*What the exercise asks*
Say how many lines of the data contain "averages", and nothing more.
[Opening Provided records section]
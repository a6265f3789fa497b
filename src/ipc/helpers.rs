use rusqlite::{Connection, OptionalExtension};
use serde_json::json;

use super::error::err;
use super::types::{AppState, Request};
use crate::calc::{self, CalcError, SubjectRecord, TermAggregate};

pub fn required_str(req: &Request, key: &str) -> Result<String, serde_json::Value> {
    req.params
        .get(key)
        .and_then(|v| v.as_str())
        .map(|v| v.trim().to_string())
        .filter(|v| !v.is_empty())
        .ok_or_else(|| err(&req.id, "bad_params", format!("missing {}", key), None))
}

pub fn optional_str(req: &Request, key: &str) -> Option<String> {
    req.params
        .get(key)
        .and_then(|v| v.as_str())
        .map(|v| v.trim().to_string())
}

pub fn required_term(req: &Request) -> Result<i64, serde_json::Value> {
    let term = req.params.get("term").and_then(|v| v.as_i64());
    match term {
        Some(t) if (1..=calc::TERM_COUNT as i64).contains(&t) => Ok(t),
        Some(t) => Err(err(
            &req.id,
            "bad_params",
            format!("term must be 1-{}", calc::TERM_COUNT),
            Some(json!({ "term": t })),
        )),
        None => Err(err(&req.id, "bad_params", "missing term", None)),
    }
}

pub fn db_conn<'a>(state: &'a AppState, req: &Request) -> Result<&'a Connection, serde_json::Value> {
    state
        .db
        .as_ref()
        .ok_or_else(|| err(&req.id, "no_workspace", "select a workspace first", None))
}

pub fn db_conn_mut<'a>(
    state: &'a mut AppState,
    req: &Request,
) -> Result<&'a mut Connection, serde_json::Value> {
    state
        .db
        .as_mut()
        .ok_or_else(|| err(&req.id, "no_workspace", "select a workspace first", None))
}

pub fn calc_err_response(id: &str, e: CalcError) -> serde_json::Value {
    err(id, &e.code, e.message, e.details)
}

#[derive(Debug, Clone)]
pub struct StudentRow {
    pub id: String,
    pub full_name: String,
    pub email: String,
    pub school: Option<String>,
    pub grade: Option<String>,
    pub overall_average: Option<i64>,
    pub overall_performance_status: Option<String>,
    pub last_term_updated: Option<i64>,
    pub last_term_submitted_at: Option<String>,
}

pub fn load_student(
    conn: &Connection,
    req: &Request,
    student_id: &str,
) -> Result<StudentRow, serde_json::Value> {
    let row = conn
        .query_row(
            "SELECT id, full_name, email, school, grade, overall_average,
                    overall_performance_status, last_term_updated, last_term_submitted_at
             FROM students
             WHERE id = ?",
            [student_id],
            |r| {
                Ok(StudentRow {
                    id: r.get(0)?,
                    full_name: r.get(1)?,
                    email: r.get(2)?,
                    school: r.get(3)?,
                    grade: r.get(4)?,
                    overall_average: r.get(5)?,
                    overall_performance_status: r.get(6)?,
                    last_term_updated: r.get(7)?,
                    last_term_submitted_at: r.get(8)?,
                })
            },
        )
        .optional()
        .map_err(|e| err(&req.id, "db_query_failed", e.to_string(), None))?;

    row.ok_or_else(|| {
        err(
            &req.id,
            "not_found",
            "student not found",
            Some(json!({ "studentId": student_id })),
        )
    })
}

pub fn load_subject_records(
    conn: &Connection,
    student_id: &str,
    term: Option<i64>,
) -> Result<Vec<SubjectRecord>, CalcError> {
    let map_row = |r: &rusqlite::Row<'_>| -> rusqlite::Result<SubjectRecord> {
        Ok(SubjectRecord {
            id: r.get(0)?,
            term: r.get(1)?,
            name: r.get(2)?,
            level: r.get(3)?,
            final_percentage: r.get(4)?,
            grade_average: r.get(5)?,
        })
    };

    let result = match term {
        Some(t) => {
            let mut stmt = conn
                .prepare(
                    "SELECT id, term, name, level, final_percentage, grade_average
                     FROM subject_records
                     WHERE student_id = ? AND term = ?
                     ORDER BY name",
                )
                .map_err(|e| CalcError::new("db_query_failed", e.to_string()))?;
            stmt.query_map((student_id, t), map_row)
                .and_then(|it| it.collect::<Result<Vec<_>, _>>())
        }
        None => {
            let mut stmt = conn
                .prepare(
                    "SELECT id, term, name, level, final_percentage, grade_average
                     FROM subject_records
                     WHERE student_id = ?
                     ORDER BY term, name",
                )
                .map_err(|e| CalcError::new("db_query_failed", e.to_string()))?;
            stmt.query_map([student_id], map_row)
                .and_then(|it| it.collect::<Result<Vec<_>, _>>())
        }
    };

    result.map_err(|e| CalcError::new("db_query_failed", e.to_string()))
}

#[derive(Debug, Clone, serde::Serialize)]
#[serde(rename_all = "camelCase")]
pub struct TermSummaryRow {
    pub term: i64,
    pub average: i64,
    pub status: String,
    pub completed: bool,
    pub submitted_at: Option<String>,
}

pub fn load_term_summaries(
    conn: &Connection,
    student_id: &str,
) -> Result<Vec<TermSummaryRow>, CalcError> {
    let mut stmt = conn
        .prepare(
            "SELECT term, average, status, completed, submitted_at
             FROM term_summaries
             WHERE student_id = ?
             ORDER BY term",
        )
        .map_err(|e| CalcError::new("db_query_failed", e.to_string()))?;
    stmt.query_map([student_id], |r| {
        Ok(TermSummaryRow {
            term: r.get(0)?,
            average: r.get(1)?,
            status: r.get(2)?,
            completed: r.get::<_, i64>(3)? != 0,
            submitted_at: r.get(4)?,
        })
    })
    .and_then(|it| it.collect::<Result<Vec<_>, _>>())
    .map_err(|e| CalcError::new("db_query_failed", e.to_string()))
}

pub fn term_completed(
    conn: &Connection,
    student_id: &str,
    term: i64,
) -> Result<bool, CalcError> {
    let completed: Option<i64> = conn
        .query_row(
            "SELECT completed FROM term_summaries WHERE student_id = ? AND term = ?",
            (student_id, term),
            |r| r.get(0),
        )
        .optional()
        .map_err(|e| CalcError::new("db_query_failed", e.to_string()))?;
    Ok(completed.unwrap_or(0) != 0)
}

pub fn upsert_term_summary(
    conn: &Connection,
    student_id: &str,
    aggregate: &TermAggregate,
    completed: bool,
    submitted_at: Option<&str>,
) -> Result<(), rusqlite::Error> {
    conn.execute(
        "INSERT INTO term_summaries(student_id, term, average, status, completed, submitted_at)
         VALUES(?, ?, ?, ?, ?, ?)
         ON CONFLICT(student_id, term) DO UPDATE SET
           average = excluded.average,
           status = excluded.status,
           completed = excluded.completed,
           submitted_at = excluded.submitted_at",
        (
            student_id,
            aggregate.term,
            aggregate.average,
            aggregate.status.as_str(),
            completed as i64,
            submitted_at,
        ),
    )?;
    Ok(())
}

/// Recompute the overall rollup from completed term summaries and write it
/// back to the student row.
pub fn refresh_overall(conn: &Connection, student_id: &str) -> Result<(), rusqlite::Error> {
    let mut stmt = conn.prepare(
        "SELECT average FROM term_summaries
         WHERE student_id = ? AND completed = 1
         ORDER BY term",
    )?;
    let averages: Vec<i64> = stmt
        .query_map([student_id], |r| r.get(0))
        .and_then(|it| it.collect::<Result<Vec<_>, _>>())?;

    let (overall, status) = calc::overall_rollup(&averages);
    conn.execute(
        "UPDATE students SET overall_average = ?, overall_performance_status = ? WHERE id = ?",
        (overall, status.as_str(), student_id),
    )?;
    Ok(())
}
[Closing Provided records section]
*Answer for this exercise*
2